Der 19-Jährige lässt sich zunächst ein paar Tage krank schreiben, dann geht er wieder zur Arbeit. Und stellt einen Ausreiseantrag. Am 26. Februar 1988 wird er wieder zum Kaderleiter bestellt. Der teilt ihm diesmal mit, dass seinem Ausreiseersuchen stattgegeben wurde. „Bis 24 Uhr musst Du raus sein“, sagt der Mann. Bis zum Tränenpalast an der Friedrichstraße hatte er immer seine Großmutter begleitet, wenn sie zu Besuchsreisen in den Westen fuhr. Nun wird der Bahnhof für ihn selbst das Tor zum Westen. Zunächst kommt er in West-Berlin bei Verwandten in Lichterfelde unter. Im November des gleichen Jahres zieht Detlef Matthes nach Kreuzberg.

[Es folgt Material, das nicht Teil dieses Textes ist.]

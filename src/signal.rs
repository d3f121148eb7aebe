//! Interrupt delivery: translate an OS signal into the same `stop()` call
//! any programmatic caller would make.

use crate::heartbeat::PeriodicHeartbeat;
use std::sync::Arc;
use tokio::task::JoinHandle;
use tracing::{error, info};

/// Stop `heartbeat` when the process receives Ctrl-C or, on unix, SIGTERM.
///
/// The waiter goes through the public [`PeriodicHeartbeat::stop`] path, so
/// an interrupt racing a programmatic stop still yields exactly one
/// terminal update. The returned handle finishes once the stop completes;
/// callers that exit on their own can simply drop it.
pub fn stop_on_interrupt(heartbeat: Arc<PeriodicHeartbeat>) -> JoinHandle<()> {
    tokio::spawn(async move {
        shutdown_signal().await;
        info!(target: "proclog", "interrupt received, stopping heartbeat");
        heartbeat.stop().await;
    })
}

/// Resolve when the process is asked to shut down.
pub async fn shutdown_signal() {
    let ctrl_c = async {
        if let Err(err) = tokio::signal::ctrl_c().await {
            error!(target: "proclog", error = %err, "unable to install Ctrl+C handler");
        }
    };

    #[cfg(unix)]
    let terminate = async {
        use tokio::signal::unix::{SignalKind, signal};

        match signal(SignalKind::terminate()) {
            Ok(mut signal) => {
                signal.recv().await;
            }
            Err(err) => {
                error!(target: "proclog", error = %err, "unable to install SIGTERM handler");
                std::future::pending::<()>().await;
            }
        }
    };

    #[cfg(not(unix))]
    let terminate = std::future::pending::<()>();

    tokio::select! {
        _ = ctrl_c => {},
        _ = terminate => {},
    }
}
use serde::{Deserialize, Serialize};
use std::fmt;

/// Status code of a log entry.
///
/// Convention carried by every log table:
///   start:       status = 0
///   in progress: 0 < status < 100 (50 is reserved for heartbeats)
///   finished:    status = 100
///   failed:      status = 400
#[derive(Debug, Clone, Copy, PartialEq, Eq, Serialize, Deserialize)]
#[serde(transparent)]
pub struct Status(pub u16);

impl Status {
    pub const START: Status = Status(0);
    pub const HEARTBEAT: Status = Status(50);
    pub const FINISHED: Status = Status(100);
    pub const FAILED: Status = Status(400);

    /// A custom in-progress code. Must lie strictly between start and finished.
    pub fn in_progress(code: u16) -> Option<Status> {
        if code > 0 && code < 100 {
            Some(Status(code))
        } else {
            None
        }
    }

    pub fn is_terminal(self) -> bool {
        self == Status::FINISHED || self == Status::FAILED
    }

    pub fn as_u16(self) -> u16 {
        self.0
    }
}

impl fmt::Display for Status {
    fn fmt(&self, f: &mut fmt::Formatter<'_>) -> fmt::Result {
        write!(f, "{}", self.0)
    }
}

#[cfg(test)]
mod tests {
    use super::*;

    #[test]
    fn in_progress_rejects_boundaries() {
        assert_eq!(Status::in_progress(0), None);
        assert_eq!(Status::in_progress(100), None);
        assert_eq!(Status::in_progress(50), Some(Status::HEARTBEAT));
        assert_eq!(Status::in_progress(99), Some(Status(99)));
    }

    #[test]
    fn terminal_codes() {
        assert!(Status::FINISHED.is_terminal());
        assert!(Status::FAILED.is_terminal());
        assert!(!Status::START.is_terminal());
        assert!(!Status::HEARTBEAT.is_terminal());
    }
}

Als am 9. November 1989 die Mauer fällt, ist das für ihn ein ambivalentes Erlebnis. „Einerseits traf ich plötzlich Leute wieder, die ich eigentlich nie wiedersehen wollte, andererseits war der Spuk endlich vorbei“, erinnert sich der heute 39-Jährige an seine damaligen Gefühle. Auf die Suche nach seiner Vergangenheit macht sich Matthes erst 1995. Er stellt bei der Stasiunterlagenbehörde einen Antrag auf Akteneinsicht. Und plötzlich steht ihm buchstäblich alles wieder vor Augen. Er findet Vernehmungsprotokolle, den Haftbefehl und die Aufhebung des Haftbefehls. Und: Aus den zwei Aktenordnern purzeln ihm seine eigenen Fotos entgegen. Jedes einzelne hat die Stasi registriert. 179 Bilder, 35 Negativfilme. Dazu genaue Auflistungen der Orte, die abgebildet sind.

Seine Bilder hatten die Stasi, die DDR und eine friedliche Revolution überlebt. Zwischen ihrer Entstehung und ihrer Wiederauffindung lagen nur wenige Jahre. In dieser kurzen Zeitspanne waren sie zu historischen Dokumenten geworden.